There was widespread agreement that the United States was spending far too much on health care -- almost $1 trillion this year! -- while leaving far too many people uninsured, or in fear of losing their insurance. Through 1993 and early this year, polls showed that Americans were ready for substantial health care reform, and were even willing to pay a bit more in taxes if necessary.

The momentum was there. But when served all this lemonade, Clinton proceeded to turn it back into lemons.

His first major blunder was deciding to let his wife and his old buddy Ira Magaziner write a health care plan from scratch. They produced the Frankenstein's monster of health plans, a theoretical mind-experiment run amok. In their deliberations, Hillary Clinton and Magaziner didn't see fit to include anyone from Congress. Nor anyone tainted by holding a leadership position in the health care professions. Nor anyone representing large or small business. They even largely left out the best-known academics who had been working on health care issues for decades.

Instead of building consensus from the start by choosing a sympathetic bipartisan panel of government, business and labor, the president let two earnest gadflies flutter about. As it became clear that their plan had almost zero support, and didn't deserve much more than that, Clinton made his second blunder.

Rather than defending what was called "the Clinton plan," or involving himself in the details of any plan, Clinton simply said that he would sign any plan that assured universal coverage, and veto any plan that didn't.

Ignoring the tough details of universal coverage -- like cost control, and who should pay for what level of health care -- was a peculiar strategy for a president who had run for office bragging about his mastery of the details of policy. But at the time, the strategy probably seemed like good politics. Clinton could hold well-staged photo opportunities with unfortunate people who had suffered from a lack of health insurance. Moreover, he didn't have to openly repudiate the health reform plan from his wife and his old friend.

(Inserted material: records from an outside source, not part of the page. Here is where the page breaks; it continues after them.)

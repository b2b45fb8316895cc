use std::sync::Arc;
use std::sync::atomic::{AtomicBool, Ordering};

use tokio::sync::mpsc;

use crate::envelope::Message;
use crate::error::TransportError;
use crate::transport::{EventHub, ReconnectFuture, Transport, TransportEvent};

struct Wire {
    connected: AtomicBool,
    hubs: [EventHub; 2],
}

impl Wire {
    fn broadcast(&self, event: &TransportEvent) {
        for hub in &self.hubs {
            hub.publish(event.clone());
        }
    }
}

/// One end of an in-memory persistent channel.
///
/// Both ends share a single connection state: once opened the channel stays
/// connected until either end closes it, and either end may reopen it.
pub struct ChannelTransport {
    wire: Arc<Wire>,
    side: usize,
}

impl ChannelTransport {
    /// Create two connected ends
    pub fn pair() -> (Arc<Self>, Arc<Self>) {
        let wire = Arc::new(Wire {
            connected: AtomicBool::new(true),
            hubs: [EventHub::new(), EventHub::new()],
        });
        let left = Arc::new(Self {
            wire: wire.clone(),
            side: 0,
        });
        let right = Arc::new(Self { wire, side: 1 });
        (left, right)
    }

    /// Open the channel again after a close; no-op when already open
    pub fn reopen(&self) {
        if !self.wire.connected.swap(true, Ordering::SeqCst) {
            log::debug!("Channel reopened");
            self.wire.broadcast(&TransportEvent::Opened);
        }
    }

    fn peer_hub(&self) -> &EventHub {
        &self.wire.hubs[1 - self.side]
    }
}

impl Transport for ChannelTransport {
    fn send(&self, message: Message) -> Result<(), TransportError> {
        if !self.is_connected() {
            return Err(TransportError::Disconnected);
        }
        self.peer_hub().publish(TransportEvent::Message(message));
        Ok(())
    }

    fn is_connected(&self) -> bool {
        self.wire.connected.load(Ordering::SeqCst)
    }

    fn close(&self) {
        if self.wire.connected.swap(false, Ordering::SeqCst) {
            log::debug!("Channel closed");
            self.wire.broadcast(&TransportEvent::Closed);
        }
    }

    fn subscribe(&self) -> mpsc::UnboundedReceiver<TransportEvent> {
        self.wire.hubs[self.side].subscribe()
    }

    fn reconnect(&self) -> ReconnectFuture<'_> {
        Box::pin(async move {
            self.reopen();
            Ok(())
        })
    }
}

But this strategy was not leadership. High cost and universal coverage are Siamese twins, inseparably connected. After all, if the cost of medical care wasn't a problem, then expanding insurance coverage wouldn't be so difficult, either. The extraordinarily high U.S. health care costs are also a problem in themselves, stressing government budgets and eating up corporate and individual resources, without providing any measurable gain in the overall health of Americans.

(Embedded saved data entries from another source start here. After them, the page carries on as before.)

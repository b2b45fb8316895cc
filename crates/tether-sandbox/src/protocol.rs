//! Messages exchanged between the executor and a sandbox worker

use std::sync::Arc;

use serde::{Deserialize, Serialize};
use serde_json::{Map, Value};

use crate::error::ScriptError;
use crate::mailbox::SharedMailbox;

/// Names of the host capabilities, split by calling convention
#[derive(Debug, Clone, Default, PartialEq, Eq)]
pub struct CapabilityNames {
    pub sync: Vec<String>,
    pub asynchronous: Vec<String>,
}

/// Host to sandbox. Delivered in-process, so the mailbox travels by handle.
pub enum HostMessage {
    Init {
        mailbox: Arc<SharedMailbox>,
        props: Map<String, Value>,
        capabilities: CapabilityNames,
    },
    /// `code: None` runs the module already cached under `filename`
    Execute {
        seq: u64,
        code: Option<String>,
        filename: String,
        run: bool,
    },
    AsyncCallResult {
        correlation_id: u64,
        result: Result<Value, ScriptError>,
    },
}

/// Sandbox to host. Serialized to JSON bytes on the worker side; anything
/// the host fails to decode forces a restart.
#[derive(Serialize, Deserialize, Debug, Clone, PartialEq)]
#[serde(tag = "type", rename_all = "kebab-case")]
pub enum WorkerMessage {
    ExecutionResult {
        seq: u64,
        #[serde(default, skip_serializing_if = "Option::is_none")]
        error: Option<ScriptError>,
    },
    CallRequest {
        method: String,
        params: Value,
        /// Present for the asynchronous convention only
        #[serde(
            rename = "correlationId",
            default,
            skip_serializing_if = "Option::is_none"
        )]
        correlation_id: Option<u64>,
    },
}

impl WorkerMessage {
    pub fn encode(&self) -> Vec<u8> {
        // enum of plain data, serialization cannot fail
        serde_json::to_vec(self).unwrap_or_default()
    }

    pub fn decode(bytes: &[u8]) -> Result<Self, serde_json::Error> {
        serde_json::from_slice(bytes)
    }
}

/// What the worker thread reports to the executor
#[derive(Debug)]
pub enum WorkerEvent {
    Message(Vec<u8>),
    /// Uncaught failure; the worker must be replaced
    Crashed(ScriptError),
}

/// Response written into the mailbox for a synchronous call
pub type SyncReply = (Option<ScriptError>, Value);

pub fn encode_sync_reply(result: Result<Value, ScriptError>) -> Vec<u8> {
    let reply: SyncReply = match result {
        Ok(value) => (None, value),
        Err(e) => (Some(e), Value::Null),
    };
    serde_json::to_vec(&reply).unwrap_or_default()
}

pub fn decode_sync_reply(bytes: &[u8]) -> Result<Value, ScriptError> {
    let (error, result): SyncReply = serde_json::from_slice(bytes)
        .map_err(|e| ScriptError::new(format!("Malformed host response: {e}")))?;
    match error {
        Some(e) => Err(e),
        None => Ok(result),
    }
}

At this point, Clinton had forfeited any leadership role in health care reform, but at least he was playing a useful subsidiary role, by insisting -- quite rightly -- that meaningful reform must guarantee universal coverage. In January, he waved his veto pen at Congress and a national television audience, and declared:

"If you send me legislation that does not guarantee every American private health insurance that can never be taken away, you will force me to take this pen, veto the legislation, and we'll come right back here and start all over again."

Clinton's third blunder came last month, when he backed away from that veto threat, and said he would accept less than universal coverage. At that point, the health reform debate in Congress began to resemble piranhas dividing up a side of beef.

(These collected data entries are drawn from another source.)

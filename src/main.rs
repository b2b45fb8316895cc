use std::path::{Path, PathBuf};
use std::sync::Arc;
use std::time::Duration;

use anyhow::{Context as _, Result, anyhow};
use clap::{Arg, ArgAction, ArgMatches, Command, value_parser};
use serde_json::Value;
use tether::{TetherConfig, procedures};
use tether_rpc::RpcClient;
use tether_rpc::link::{SocketServer, SocketTransport};
use tether_sandbox::{CommandEngine, Executor};

fn path_arg() -> Arg {
    Arg::new("path").required(true).help("Procedure path")
}

fn input_arg() -> Arg {
    Arg::new("input").help("JSON input; anything else is sent as a string")
}

fn cli() -> Command {
    Command::new("tether")
        .version(env!("CARGO_PKG_VERSION"))
        .about("RPC runtime and sandbox bridge")
        .subcommand_required(true)
        .arg(
            Arg::new("config")
                .long("config")
                .short('c')
                .global(true)
                .value_parser(value_parser!(PathBuf))
                .help("Path to a TOML config file"),
        )
        .arg(
            Arg::new("verbose")
                .long("verbose")
                .short('v')
                .global(true)
                .action(ArgAction::Count)
                .help("Set verbose output level"),
        )
        .subcommand(Command::new("serve").about("Serve the built-in procedures on the Unix socket"))
        .subcommand(
            Command::new("call")
                .about("Run a query or mutation and print its result")
                .arg(path_arg())
                .arg(input_arg())
                .arg(
                    Arg::new("mutation")
                        .long("mutation")
                        .short('m')
                        .action(ArgAction::SetTrue)
                        .help("Send a mutation instead of a query"),
                ),
        )
        .subcommand(
            Command::new("watch")
                .about("Subscribe and print every event")
                .arg(path_arg())
                .arg(input_arg())
                .arg(
                    Arg::new("count")
                        .long("count")
                        .short('n')
                        .value_parser(value_parser!(usize))
                        .help("Stop after this many events"),
                ),
        )
        .subcommand(
            Command::new("run")
                .about("Execute a command script in the sandbox")
                .arg(
                    Arg::new("script")
                        .required(true)
                        .value_parser(value_parser!(PathBuf)),
                ),
        )
        .subcommand(Command::new("config-check").about("Check configuration and exit"))
}

#[tokio::main(flavor = "current_thread")]
async fn main() -> Result<()> {
    let matches = cli().get_matches();

    let log_level = match matches.get_count("verbose") {
        0 => log::LevelFilter::Info,
        1 => log::LevelFilter::Debug,
        _ => log::LevelFilter::Trace,
    };
    tether::setup(Some(log_level));

    let config_path = matches.get_one::<PathBuf>("config").map(PathBuf::as_path);
    let config = TetherConfig::resolve(config_path)?;

    match matches.subcommand() {
        Some(("serve", _)) => serve(&config).await,
        Some(("call", args)) => call(&config, args).await,
        Some(("watch", args)) => watch(&config, args).await,
        Some(("run", args)) => run_script(&config, args).await,
        Some(("config-check", _)) => config_check(&config),
        other => Err(anyhow!("Unknown command: {other:?}")),
    }
}

fn parse_input(args: &ArgMatches) -> Value {
    match args.get_one::<String>("input") {
        Some(raw) => serde_json::from_str(raw).unwrap_or_else(|_| Value::String(raw.clone())),
        None => Value::Null,
    }
}

fn procedure_path(args: &ArgMatches) -> Result<&str> {
    args.get_one::<String>("path")
        .map(String::as_str)
        .ok_or_else(|| anyhow!("Missing procedure path"))
}

async fn wait_for_shutdown() -> Result<()> {
    use tokio::signal::unix::{SignalKind, signal};

    let mut sigterm = signal(SignalKind::terminate())?;
    tokio::select! {
        result = tokio::signal::ctrl_c() => {
            result?;
            log::info!("Received SIGINT, shutting down...");
        }
        _ = sigterm.recv() => log::info!("Received SIGTERM, shutting down..."),
    }
    Ok(())
}

async fn serve(config: &TetherConfig) -> Result<()> {
    log::info!("Starting tether server...");

    let registry = Arc::new(procedures::registry()?);
    let server = SocketServer::bind(&config.rpc.socket_path, config.codec())?;
    let handle = server.serve(registry, ());

    wait_for_shutdown().await?;
    handle.abort();
    // let the accept loop drop the listener and its socket file
    if let Err(e) = handle.await {
        if !e.is_cancelled() {
            log::warn!("Server task failed: {e}");
        }
    }

    log::info!("tether server stopped");
    Ok(())
}

async fn connect(config: &TetherConfig) -> Result<RpcClient> {
    let path = &config.rpc.socket_path;
    let transport = SocketTransport::connect(path, config.codec())
        .await
        .with_context(|| format!("Failed to connect to {}", path.display()))?;
    Ok(RpcClient::with_reconnect(
        transport,
        config.rpc.reconnect.clone(),
    ))
}

async fn call(config: &TetherConfig, args: &ArgMatches) -> Result<()> {
    let path = procedure_path(args)?;
    let input = parse_input(args);
    let client = connect(config).await?;

    let result = if args.get_flag("mutation") {
        client.mutation(path, input).await
    } else {
        client.query(path, input).await
    };
    client.close();

    println!("{}", serde_json::to_string_pretty(&result?)?);
    Ok(())
}

async fn watch(config: &TetherConfig, args: &ArgMatches) -> Result<()> {
    let path = procedure_path(args)?;
    let input = parse_input(args);
    let limit = args.get_one::<usize>("count").copied();
    let client = connect(config).await?;

    let mut subscription = client.subscribe(path, input)?;
    let mut seen = 0;
    while limit.is_none_or(|limit| seen < limit) {
        tokio::select! {
            event = subscription.next() => match event {
                Some(Ok(value)) => {
                    println!("{value}");
                    seen += 1;
                }
                Some(Err(e)) => return Err(e.into()),
                None => {
                    log::info!("Subscription to {path} ended");
                    break;
                }
            },
            result = tokio::signal::ctrl_c() => {
                result?;
                break;
            }
        }
    }

    subscription.cancel();
    client.close();
    Ok(())
}

async fn run_script(config: &TetherConfig, args: &ArgMatches) -> Result<()> {
    let script = args
        .get_one::<PathBuf>("script")
        .ok_or_else(|| anyhow!("Missing script path"))?;
    let code = tokio::fs::read_to_string(script)
        .await
        .with_context(|| format!("Failed to read {}", script.display()))?;
    let filename = script
        .file_name()
        .map(|name| name.to_string_lossy().into_owned())
        .unwrap_or_else(|| "script".to_owned());

    let executor = Executor::builder()
        .config(config.sandbox.clone())
        .engine(|| CommandEngine)
        .prop("script", filename.clone())
        .add_sync_fn("time", |_| async {
            Ok(Value::String(chrono::Local::now().to_rfc3339()))
        })
        .add_async_fn("echo", |params| async move { Ok(params) })
        .add_async_fn("sleep", |params: Value| async move {
            let ms = params.get(0).and_then(Value::as_u64).unwrap_or(0);
            tokio::time::sleep(Duration::from_millis(ms)).await;
            Ok(Value::Null)
        })
        .add_async_fn("log", |params: Value| async move {
            if let Some(line) = params.get(0).and_then(Value::as_str) {
                print!("{line}");
            }
            Ok(Value::Null)
        })
        .build()?;

    let result = executor.execute(code, filename).await;
    executor.shutdown();
    result?;
    Ok(())
}

fn config_check(config: &TetherConfig) -> Result<()> {
    log::info!("Checking configuration...");
    config.validate()?;

    let socket_dir = config
        .rpc
        .socket_path
        .parent()
        .filter(|dir| !dir.as_os_str().is_empty())
        .unwrap_or(Path::new("."));
    if !socket_dir.is_dir() {
        return Err(anyhow!(
            "Socket directory {} does not exist",
            socket_dir.display()
        ));
    }
    log::debug!("Socket directory: OK");

    let registry = procedures::registry()?;
    log::debug!("{} built-in procedure(s): OK", registry.len());

    log::debug!(
        "Effective configuration:\n{}",
        toml::to_string_pretty(config)?
    );
    log::info!("Configuration check completed successfully");
    Ok(())
}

Maybe an airy promise of insurance coverage for 90 percent of Americans by the year 2000, a few sweet nothings about cost controls, and a commission, to be appointed in 2000, to deal with any problems? Write it up. If the bill doesn't literally deprive people of health insurance, Clinton will sign it and call it a victory.

Supporters of the need for serious health care reform, myself included, have been too soft on Clinton. We have given him credit for "raising the issue" and "heightening public awareness" and generally having fought the good fight. Now, that support seems like sentimentality. After 20 months in office, Clinton no longer demands universal coverage, nor any particular method of cost control, nor any actual plan of his own. When the going got tough, he folded like wet cardboard.

In the politics of health care reform, as everywhere in life, opposition and enemies may hinder you. But only inept and well-meaning supporters, like the Clintons, can do you in completely.